In my earliest childhood, I remember being very interested in various plants, thinking they would be useful for — braiding, baskets, etc. I remember my school bus passing by a small farm with sheep and thinking of the wool and how it could be used; seeing the cotton in the fields and wanting to get my hands on the cotton bowls to see what I could do with them. Following my Mother’s tradition of knitting, I was very excited to receive my first pair of knitting needles and a whole skein of yarn of my very own at Christmas at about age 7. In my first job after finishing high school, I was enthralled by the floor covering in the office where I worked. It was made of squares of braided hemp and bamboo fiber (or maybe even palmetto fiber) all sewn together to make a very sturdy floor covering. I wonder if this early weaving interest stems from my partial American Indian ancestry.

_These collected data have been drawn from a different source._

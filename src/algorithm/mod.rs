/// Multi-run accumulation of visitation counts
pub mod accumulator;
/// Growth simulator state machine and seeded selection
pub mod executor;
/// Progress observer interface
pub mod observer;
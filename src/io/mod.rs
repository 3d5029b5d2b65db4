//! Configuration, errors and everything that touches the outside world

/// Command-line interface and end-to-end runner
pub mod cli;
/// Defaults, raw configuration and validated parameters
pub mod configuration;
/// Error taxonomy and result alias
pub mod error;
/// PNG rendering of counts and limit shapes
pub mod image;
/// Cell, JSON, CSV and mesh files
pub mod persistence;
/// Console progress bars
pub mod progress;
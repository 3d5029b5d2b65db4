//! Lattice cells with non-negative integer coordinates

use crate::io::error::{Result, invalid_configuration};
use std::fmt;

/// Supported diagram dimensions
#[derive(Clone, Copy, Debug, PartialEq, Eq, Hash)]
pub enum Dimension {
    /// Planar diagrams (classic Young diagrams)
    Two,
    /// Solid diagrams (plane partitions)
    Three,
}

impl Dimension {
    /// Number of coordinate axes
    pub const fn axes(self) -> usize {
        match self {
            Self::Two => 2,
            Self::Three => 3,
        }
    }

    /// Resolve an axis count into a supported dimension
    ///
    /// # Errors
    ///
    /// Returns `InvalidConfiguration` for any axis count other than 2 or 3
    pub fn from_axes(axes: usize) -> Result<Self> {
        match axes {
            2 => Ok(Self::Two),
            3 => Ok(Self::Three),
            _ => Err(invalid_configuration(
                "dimension",
                &axes,
                &"only 2 and 3 dimensional diagrams are supported",
            )),
        }
    }
}

impl fmt::Display for Dimension {
    fn fmt(&self, f: &mut fmt::Formatter<'_>) -> fmt::Result {
        write!(f, "{}D", self.axes())
    }
}

/// A lattice point with `D` non-negative integer coordinates
///
/// Ordering is lexicographic over the coordinate tuple, which is also the
/// order used when cells are persisted.
#[derive(Clone, Copy, Debug, PartialEq, Eq, Hash, PartialOrd, Ord)]
pub struct Cell<const D: usize>(pub [u32; D]);

impl<const D: usize> Cell<D> {
    /// Create a cell from its coordinates
    pub const fn new(coordinates: [u32; D]) -> Self {
        Self(coordinates)
    }

    /// The all-zero cell
    pub const fn origin() -> Self {
        Self([0; D])
    }

    /// Coordinate tuple
    pub const fn coordinates(&self) -> &[u32; D] {
        &self.0
    }

    /// Coordinate along a single axis
    pub fn coordinate(&self, axis: usize) -> Option<u32> {
        self.0.get(axis).copied()
    }

    /// Neighbor one unit further along `axis`
    ///
    /// Returns `None` when the axis is out of range or the coordinate would overflow.
    pub fn successor(&self, axis: usize) -> Option<Self> {
        let mut coordinates = self.0;
        let slot = coordinates.get_mut(axis)?;
        *slot = slot.checked_add(1)?;
        Some(Self(coordinates))
    }

    /// Neighbor one unit back along `axis`, if it stays non-negative
    pub fn predecessor(&self, axis: usize) -> Option<Self> {
        let mut coordinates = self.0;
        let slot = coordinates.get_mut(axis)?;
        *slot = slot.checked_sub(1)?;
        Some(Self(coordinates))
    }

    /// Sum of all coordinates, the cell's distance from the origin in steps
    pub fn coordinate_sum(&self) -> u64 {
        self.0.iter().map(|&c| u64::from(c)).sum()
    }

    /// Build a cell from a slice that must hold exactly `D` values
    ///
    /// # Errors
    ///
    /// Returns `InvalidConfiguration` when the slice length differs from `D`
    pub fn try_from_slice(values: &[u32]) -> Result<Self> {
        <[u32; D]>::try_from(values).map(Self).map_err(|_mismatch| {
            invalid_configuration(
                "initial_cells",
                &format!("{values:?}"),
                &format!("expected {D} coordinates, found {}", values.len()),
            )
        })
    }
}

impl<const D: usize> From<[u32; D]> for Cell<D> {
    fn from(coordinates: [u32; D]) -> Self {
        Self(coordinates)
    }
}

impl<const D: usize> fmt::Display for Cell<D> {
    fn fmt(&self, f: &mut fmt::Formatter<'_>) -> fmt::Result {
        write!(f, "(")?;
        for (axis, value) in self.0.iter().enumerate() {
            if axis > 0 {
                write!(f, ", ")?;
            }
            write!(f, "{value}")?;
        }
        write!(f, ")")
    }
}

As an adult, I loved sewing, knitting and crocheting, but continued to harbor a lively interest in spinning and weaving. I purchased a spinning wheel in the mid-eighties and found what a mesmerizing experience that was. I was able to create yarn from wool, cotton, and flax — even raw cotton, flax, and bamboo in my garden at various times. And, like many other spinners, I had to try out many, many fibers such as angora, alpaca, Alaskan Husky and even the wool from a mountain goat.
I have taken wonderful classes at the Española Valley Fiber Arts Center that were taught by superb weavers including Trish Spillman, Lee Lanning Lisa Trujillo, Jennifer Moore, and Jason Collingwood. I also completed a wonderful class at the renowned Tierra Wools in Los Ojos. In the time I have been weaving, my creations include scarves, vests, jackets, ruanas, rugs, blankets, mug rugs (coaters), wall hangings and even a Scottish tartan.
I am so excited to have the opportunity to weave at Tierra Wools! It is personally satisfying to create from natures’ bounty. I continue to be excited and challenged by the many possibilities weaving offers.